A proposta busca evitar que pacientes percorram diferentes serviços em longos intervalos de tempo até obter uma definição clínica, realidade ainda frequente em diversas regiões brasileiras.

Um passo importante para a resposta brasileira ao HIV

Desde a implantação da política de acesso universal aos antirretrovirais, em 1996, o Brasil consolidou um dos maiores programas públicos de tratamento do HIV no mundo, mas garantir medicamentos é apenas uma parte da assistência.

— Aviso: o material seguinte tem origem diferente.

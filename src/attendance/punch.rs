use chrono::{DateTime, NaiveDateTime};
use serde::{Deserialize, Serialize};
use utoipa::ToSchema;

use super::{SkipReason, SkippedPunch};

/// Direction of a punch. Devices send it as `attState`; 0 and 1 are the only
/// codes we understand, anything else is reported rather than guessed.
#[derive(Debug, Clone, Copy, PartialEq, Eq)]
pub enum Direction {
    CheckIn,
    CheckOut,
}

impl Direction {
    pub fn from_code(code: i64) -> Option<Self> {
        match code {
            0 => Some(Direction::CheckIn),
            1 => Some(Direction::CheckOut),
            _ => None,
        }
    }
}

/// A punch after parsing: who, when (device wall clock) and which way.
#[derive(Debug, Clone, PartialEq, Eq)]
pub struct PunchEvent {
    pub employee_device_id: i64,
    pub timestamp: NaiveDateTime,
    pub direction: Direction,
}

impl PunchEvent {
    pub fn new(employee_device_id: i64, timestamp: NaiveDateTime, direction: Direction) -> Self {
        Self {
            employee_device_id,
            timestamp,
            direction,
        }
    }
}

/// Devices are loose about whether ids and states are numbers or strings.
#[derive(Debug, Clone, PartialEq, Serialize, Deserialize)]
#[serde(untagged)]
pub enum LooseValue {
    Int(i64),
    Text(String),
}

impl LooseValue {
    fn as_i64(&self) -> Option<i64> {
        match self {
            LooseValue::Int(v) => Some(*v),
            LooseValue::Text(s) => s.trim().parse().ok(),
        }
    }
}

impl From<i64> for LooseValue {
    fn from(value: i64) -> Self {
        LooseValue::Int(value)
    }
}

impl From<&str> for LooseValue {
    fn from(value: &str) -> Self {
        LooseValue::Text(value.to_string())
    }
}

/// A punch as the device collaborator hands it over.
#[derive(Debug, Clone, PartialEq, Serialize, Deserialize, ToSchema)]
#[serde(rename_all = "camelCase")]
#[schema(example = json!({
    "userId": "1",
    "recordTime": "2024-07-29T08:05:00",
    "attState": 0
}))]
pub struct DevicePunch {
    #[schema(value_type = String)]
    pub user_id: LooseValue,
    pub record_time: String,
    #[serde(default)]
    #[schema(value_type = Option<i64>)]
    pub att_state: Option<LooseValue>,
}

impl DevicePunch {
    pub fn new(user_id: impl Into<LooseValue>, record_time: &str, att_state: i64) -> Self {
        Self {
            user_id: user_id.into(),
            record_time: record_time.to_string(),
            att_state: Some(LooseValue::Int(att_state)),
        }
    }

    pub fn parse(&self) -> Result<PunchEvent, SkipReason> {
        let employee_device_id = self
            .user_id
            .as_i64()
            .filter(|id| *id > 0)
            .ok_or(SkipReason::InvalidUserId)?;

        let timestamp =
            parse_timestamp(&self.record_time).ok_or(SkipReason::InvalidTimestamp)?;

        let code = self.att_state.as_ref().and_then(LooseValue::as_i64);
        let direction = code
            .and_then(Direction::from_code)
            .ok_or(SkipReason::UnknownDirection)?;

        Ok(PunchEvent::new(employee_device_id, timestamp, direction))
    }
}

const NAIVE_FORMATS: &[&str] = &[
    "%Y-%m-%dT%H:%M:%S%.f",
    "%Y-%m-%d %H:%M:%S%.f",
    "%Y-%m-%dT%H:%M",
    "%Y-%m-%d %H:%M",
];

/// Parses a device timestamp into its wall-clock value.
///
/// Timestamps carrying an offset keep the wall clock of that offset rather
/// than being shifted into the server's zone: the device clock is the one
/// attendance is judged against.
pub fn parse_timestamp(value: &str) -> Option<NaiveDateTime> {
    let value = value.trim();
    if let Ok(dt) = DateTime::parse_from_rfc3339(value) {
        return Some(dt.naive_local());
    }
    NAIVE_FORMATS
        .iter()
        .find_map(|fmt| NaiveDateTime::parse_from_str(value, fmt).ok())
}

/// Parses every device punch. Parsed events keep their input position so
/// later diagnostics can point back at the raw entry.
pub fn parse_all(raw: &[DevicePunch]) -> (Vec<(usize, PunchEvent)>, Vec<SkippedPunch>) {
    let mut events = Vec::with_capacity(raw.len());
    let mut skipped = Vec::new();

    for (index, punch) in raw.iter().enumerate() {
        match punch.parse() {
            Ok(event) => events.push((index, event)),
            Err(reason) => skipped.push(SkippedPunch { index, reason }),
        }
    }

    (events, skipped)
}
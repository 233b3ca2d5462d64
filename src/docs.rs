use crate::api::attendance::{AttendanceEntry, AttendanceRequest};
use crate::api::employee::{CreateEmployee, EmployeeListResponse};
use crate::api::device::CreateDevice;
use crate::api::sync::{
    DeviceFailure, SyncAllRequest, SyncAllResponse, SyncRequest, SyncResponse,
};
use crate::attendance::punch::DevicePunch;
use crate::attendance::{SkipReason, SkippedPunch};
use crate::device::DeviceConfig;
use crate::model::attendance::{AttendanceSource, AttendanceStatus, DerivedAttendance};
use crate::model::device::Device;
use crate::model::employee::Employee;
use utoipa::OpenApi;

#[derive(OpenApi)]
#[openapi(
    info(
        title = "HRMS Attendance API",
        version = "0.1.0",
        description = r#"
## Attendance for the HRM System

Turns raw punches from biometric attendance terminals into one attendance
record per employee per day.

### 🔹 Key Features
- **Device Sync**
  - Pull punches from a terminal, derive Present / Late / Absent, store the result
  - Falls back to demo punches when the terminal is unreachable (configurable)
  - Sync every registered terminal in one call, test a terminal connection
- **Attendance**
  - Daily log with worked hours, per-employee history
  - Manual check-in and check-out
- **Employee Management**
  - Create, update, list, and view employee profiles

### 📦 Response Format
- JSON-based RESTful responses
- Times as `HH:MM`, worked hours as `H:MM` (`-` when a side is missing)

---
Built with **Rust**, **Actix Web**, **SQLx**, and **Utoipa**.
"#,
    ),
    paths(
        crate::api::sync::sync_attendance,
        crate::api::sync::sync_all_devices,
        crate::api::sync::test_connection,

        crate::api::attendance::daily_log,
        crate::api::attendance::history,
        crate::api::attendance::check_in,
        crate::api::attendance::check_out,

        crate::api::employee::create_employee,
        crate::api::employee::get_employee,
        crate::api::employee::list_employees,
        crate::api::employee::update_employee,
        crate::api::employee::delete_employee,

        crate::api::device::create_device,
        crate::api::device::list_devices,
        crate::api::device::delete_device
    ),
    components(
        schemas(
            SyncRequest,
            SyncResponse,
            SyncAllRequest,
            SyncAllResponse,
            DeviceFailure,
            DeviceConfig,
            CreateDevice,
            Device,
            DevicePunch,
            DerivedAttendance,
            AttendanceStatus,
            AttendanceSource,
            SkippedPunch,
            SkipReason,
            AttendanceEntry,
            AttendanceRequest,
            CreateEmployee,
            Employee,
            EmployeeListResponse
        )
    ),
    tags(
        (name = "Attendance", description = "Device sync and attendance APIs"),
        (name = "Employee", description = "Employee management APIs"),
        (name = "Device", description = "Registered attendance terminals"),
    )
)]
pub struct ApiDoc;

#[cfg(test)]
mod tests {
    use super::*;

    #[test]
    fn test_openapi_lists_attendance_paths() {
        let doc = ApiDoc::openapi();

        for path in [
            "/api/attendance/sync",
            "/api/attendance",
            "/api/attendance/history/{employee_id}",
            "/api/attendance/check-in",
            "/api/attendance/check-out",
            "/api/employee/{employee_id}",
            "/api/attendance/sync-all",
            "/api/attendance/test-connection",
            "/api/device",
            "/api/device/{device_id}",
        ] {
            assert!(doc.paths.paths.contains_key(path), "missing {path}");
        }
    }
}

O acompanhamento especializado continua sendo fundamental para pessoas que apresentam falha terapêutica, doenças oportunistas, infecções associadas ou outras condições clínicas complexas.

Apesar do avanço, a efetividade da medida dependerá da forma como ela será implementada pelos estados e municípios. A existência de uma linha de cuidado nacional não elimina automaticamente problemas históricos, como a distribuição desigual de infectologistas, a dificuldade de contratação de especialistas e as limitações estruturais de parte da rede pública.

Em algumas regiões brasileiras, pacientes ainda precisam percorrer centenas de quilômetros para conseguir atendimento especializado. Em outras, a fila para consultas permanece um dos principais obstáculos ao diagnóstico oportuno e ao manejo adequado de casos complexos.

Outro aspecto relevante da Portaria SAES/MS nº 4.306 é a incorporação das novas Ofertas de Cuidados Integrados de infectologia à Tabela de Procedimentos, Medicamentos, Órteses, Próteses e Materiais Especiais do SUS.

Na prática, isso permitirá que consultas, exames e procedimentos sejam registrados de forma padronizada em todo o país, possibilitando acompanhar a produção assistencial, avaliar o desempenho da política pública e gerar indicadores que orientem futuras decisões de gestão.